Task goal: Find and copy the lines in the records beneath this task that contain the word "DocumentView".
[Dataset Boundary: Start]
//! HTTP server.
//!
//! # Endpoints
//!
//! | Method | Path | Description |
//! |--------|------|-------------|
//! | `GET`  | `/health` | Health check (version, document count) |
//! | `POST` | `/chat` | Answer a message in chat, workers or ralph mode |
//! | `POST` | `/documents` | Upload and index a text document |
//! | `GET`  | `/documents` | List documents, or search with `?q=<query>&limit=<k>` |
//!
//! Upload bodies and search queries accept `ollamaEndpoint` to embed through
//! a different Ollama instance for that request.
//! | `GET`  | `/documents/{id}` | Fetch one document |
//! | `DELETE` | `/documents/{id}` | Delete a document |
//!
//! `POST /chat` with `"stream": true` (chat mode) answers with
//! `application/x-ndjson`: a `sources` line, `chunk` lines as text arrives,
//! then `done` or an `error` line.
//!
//! # Error Contract
//!
//! ```json
//! { "error": { "code": "provider", "message": "HTTP 500: ...", "model": "ollama/llama3.2", "endpoint": "http://localhost:11434" } }
//! ```
//!
//! Codes: `bad_request` (400), `configuration` (400), `unknown_provider` (400),
//! `not_found` (404), `provider` (502), `embedding` (502), `timeout` (504),
//! `internal` (500).
//!
//! # CORS
//!
//! All origins, methods, and headers are permitted so a browser chat UI can
//! call the server directly.

use axum::{
    body::Body,
    extract::{Path, Query, State},
    http::{header, StatusCode},
    response::{IntoResponse, Response},
    routing::get,
    Json, Router,
};
use chrono::{DateTime, Utc};
use futures::StreamExt;
use serde::{Deserialize, Serialize};
use std::convert::Infallible;
use std::sync::Arc;
use tower_http::cors::{Any, CorsLayer};
use tracing::{info, warn};

use sovereign_rag_core::models::{Document, Source};
use sovereign_rag_core::retrieval::RetrievalEngine;

use crate::answer::{AnswerRequest, AnswerResponse, Assistant};
use crate::config::Config;
use crate::documents::{validate_upload, UploadRequest};
use crate::error::Error;
use crate::providers::TextStream;
use crate::runtime;

/// Shared application state passed to all route handlers.
#[derive(Clone)]
pub struct AppState {
    config: Arc<Config>,
    assistant: Assistant,
    engine: RetrievalEngine,
}

impl AppState {
    pub fn new(config: Arc<Config>, engine: RetrievalEngine) -> Self {
        Self {
            assistant: Assistant::new(config.clone(), Some(engine.clone())),
            config,
            engine,
        }
    }
}

/// Build the router with CORS applied.
pub fn router(state: AppState) -> Router {
    let cors = CorsLayer::new()
        .allow_origin(Any)
        .allow_methods(Any)
        .allow_headers(Any);

    Router::new()
        .route("/health", get(handle_health))
        .route("/chat", axum::routing::post(handle_chat))
        .route("/documents", get(handle_list_documents).post(handle_upload))
        .route(
            "/documents/{id}",
            get(handle_get_document).delete(handle_delete_document),
        )
        .layer(cors)
        .with_state(state)
}

/// Start the server on `[server].bind` and run until the process exits.
pub async fn run_server(config: &Config) -> anyhow::Result<()> {
    let config = Arc::new(config.clone());
    let engine = runtime::retrieval_engine(&config).await?;
    let app = router(AppState::new(config.clone(), engine));

    let listener = tokio::net::TcpListener::bind(&config.server.bind).await?;
    info!(bind = %config.server.bind, "server listening");
    axum::serve(listener, app).await?;

    Ok(())
}

// ============ Error response ============

#[derive(Serialize)]
struct ErrorBody {
    error: ErrorDetail,
}

#[derive(Serialize)]
struct ErrorDetail {
    code: String,
    message: String,
    #[serde(skip_serializing_if = "Option::is_none")]
    model: Option<String>,
    #[serde(skip_serializing_if = "Option::is_none")]
    endpoint: Option<String>,
}

struct AppError {
    status: StatusCode,
    detail: ErrorDetail,
}

impl IntoResponse for AppError {
    fn into_response(self) -> Response {
        (self.status, Json(ErrorBody { error: self.detail })).into_response()
    }
}

fn bad_request(message: impl Into<String>) -> AppError {
    AppError {
        status: StatusCode::BAD_REQUEST,
        detail: ErrorDetail {
            code: "bad_request".to_string(),
            message: message.into(),
            model: None,
            endpoint: None,
        },
    }
}

fn not_found(message: impl Into<String>) -> AppError {
    AppError {
        status: StatusCode::NOT_FOUND,
        detail: ErrorDetail {
            code: "not_found".to_string(),
            message: message.into(),
            model: None,
            endpoint: None,
        },
    }
}

impl From<Error> for AppError {
    fn from(err: Error) -> Self {
        let (status, code) = match &err {
            Error::InvalidRequest(_) => (StatusCode::BAD_REQUEST, "bad_request"),
            Error::Configuration { .. } => (StatusCode::BAD_REQUEST, "configuration"),
            Error::UnknownProvider(_) => (StatusCode::BAD_REQUEST, "unknown_provider"),
            Error::Provider { .. } => (StatusCode::BAD_GATEWAY, "provider"),
            Error::Embedding(_) => (StatusCode::BAD_GATEWAY, "embedding"),
            Error::Timeout { .. } => (StatusCode::GATEWAY_TIMEOUT, "timeout"),
            Error::Store(_) => (StatusCode::INTERNAL_SERVER_ERROR, "internal"),
        };
        if status.is_server_error() {
            warn!(kind = err.kind(), error = %err, "request failed");
        }
        let failure = err.to_failure();
        AppError {
            status,
            detail: ErrorDetail {
                code: code.to_string(),
                message: failure.error,
                model: failure.model,
                endpoint: failure.endpoint,
            },
        }
    }
}

impl From<sovereign_rag_core::retrieval::RetrievalError> for AppError {
    fn from(err: sovereign_rag_core::retrieval::RetrievalError) -> Self {
        Error::from(err).into()
    }
}

// ============ Response shapes ============

#[derive(Serialize)]
#[serde(rename_all = "camelCase")]
struct DocumentSummary {
    id: String,
    filename: String,
    size: u64,
    mime_type: String,
    uploaded_at: DateTime<Utc>,
}

impl From<&Document> for DocumentSummary {
    fn from(doc: &Document) -> Self {
        Self {
            id: doc.id.clone(),
            filename: doc.filename.clone(),
            size: doc.metadata.size,
            mime_type: doc.metadata.mime_type.clone(),
            uploaded_at: doc.metadata.uploaded_at,
        }
    }
}

#[derive(Serialize)]
#[serde(rename_all = "camelCase")]
struct DocumentView {
    #[serde(flatten)]
    summary: DocumentSummary,
    content: String,
}

#[derive(Serialize)]
#[serde(untagged)]
enum DocumentListing {
    All { documents: Vec<DocumentSummary> },
    Search { query: String, results: Vec<Source> },
}

// ============ Handlers ============

#[derive(Serialize)]
struct HealthResponse {
    status: String,
    version: String,
    documents: usize,
}

async fn handle_health(State(state): State<AppState>) -> Result<Json<HealthResponse>, AppError> {
    Ok(Json(HealthResponse {
        status: "ok".to_string(),
        version: env!("CARGO_PKG_VERSION").to_string(),
        documents: state.engine.count().await?,
    }))
}

async fn handle_chat(
    State(state): State<AppState>,
    Json(req): Json<AnswerRequest>,
) -> Result<Response, AppError> {
    if req.stream {
        let (rx, sources) = state.assistant.answer_stream(req).await?;
        return Ok(ndjson_response(rx, sources));
    }
    let response: AnswerResponse = state.assistant.answer(req).await?;
    Ok(Json(response).into_response())
}

/// `{"sources": [...]}`, then one `{"chunk": "..."}` line per text chunk,
/// closed by `{"done": true}` or by a single `{"error": {...}}` line.
fn ndjson_response(rx: TextStream, sources: Vec<Source>) -> Response {
    let head = ndjson_line(&serde_json::json!({ "sources": sources }));
    let chunks = futures::stream::unfold(Some(rx), |rx| async move {
        let mut rx = rx?;
        match rx.recv().await {
            Some(Ok(text)) => Some((ndjson_line(&serde_json::json!({ "chunk": text })), Some(rx))),
            Some(Err(e)) => {
                warn!(kind = e.kind(), error = %e, "stream failed");
                let line = ndjson_line(&serde_json::json!({ "error": e.to_failure() }));
                Some((line, None))
            }
            None => Some((ndjson_line(&serde_json::json!({ "done": true })), None)),
        }
    });
    let body = futures::stream::iter([head])
        .chain(chunks)
        .map(Ok::<_, Infallible>);

    (
        [(header::CONTENT_TYPE, "application/x-ndjson")],
        Body::from_stream(body),
    )
        .into_response()
}

fn ndjson_line(value: &serde_json::Value) -> String {
    format!("{value}\n")
}

async fn handle_upload(
    State(state): State<AppState>,
    Json(req): Json<UploadRequest>,
) -> Result<(StatusCode, Json<DocumentSummary>), AppError> {
    let engine =
        runtime::engine_for_endpoint(&state.engine, &state.config, req.ollama_endpoint.as_deref())?;
    let new_doc = validate_upload(req, &state.config.upload)?;
    let doc = engine.ingest(new_doc).await?;
    info!(id = %doc.id, size = doc.metadata.size, "document uploaded");
    Ok((StatusCode::CREATED, Json(DocumentSummary::from(&doc))))
}

#[derive(Deserialize)]
#[serde(rename_all = "camelCase")]
struct ListParams {
    q: Option<String>,
    limit: Option<usize>,
    ollama_endpoint: Option<String>,
}

async fn handle_list_documents(
    State(state): State<AppState>,
    Query(params): Query<ListParams>,
) -> Result<Json<DocumentListing>, AppError> {
    match params.q.filter(|q| !q.trim().is_empty()) {
        Some(query) => {
            let limit = params
                .limit
                .unwrap_or(state.config.retrieval.default_limit);
            if limit == 0 {
                return Err(bad_request("limit must be >= 1"));
            }
            let engine = runtime::engine_for_endpoint(
                &state.engine,
                &state.config,
                params.ollama_endpoint.as_deref(),
            )?;
            let results = engine.search(&query, limit).await?;
            let sources = engine.contextualize(&query, &results).sources;
            Ok(Json(DocumentListing::Search {
                query,
                results: sources,
            }))
        }
        None => {
            let docs = state.engine.list().await?;
            Ok(Json(DocumentListing::All {
                documents: docs.iter().map(DocumentSummary::from).collect(),
            }))
        }
    }
}

async fn handle_get_document(
    State(state): State<AppState>,
    Path(id): Path<String>,
) -> Result<Json<DocumentView>, AppError> {
    let doc = state
        .engine
        .get(&id)
        .await?
        .ok_or_else(|| not_found(format!("document not found: {}", id)))?;
    Ok(Json(DocumentView {
        summary: DocumentSummary::from(&doc),
        content: doc.content,
    }))
}

async fn handle_delete_document(
    State(state): State<AppState>,
    Path(id): Path<String>,
) -> Result<Json<serde_json::Value>, AppError> {
    if !state.engine.delete(&id).await? {
        return Err(not_found(format!("document not found: {}", id)));
    }
    info!(id = %id, "document deleted");
    Ok(Json(serde_json::json!({ "deleted": true, "id": id })))
}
[Dataset Boundary: End]
Output for this exercise:
struct DocumentView {
) -> Result<Json<DocumentView>, AppError> {
    Ok(Json(DocumentView {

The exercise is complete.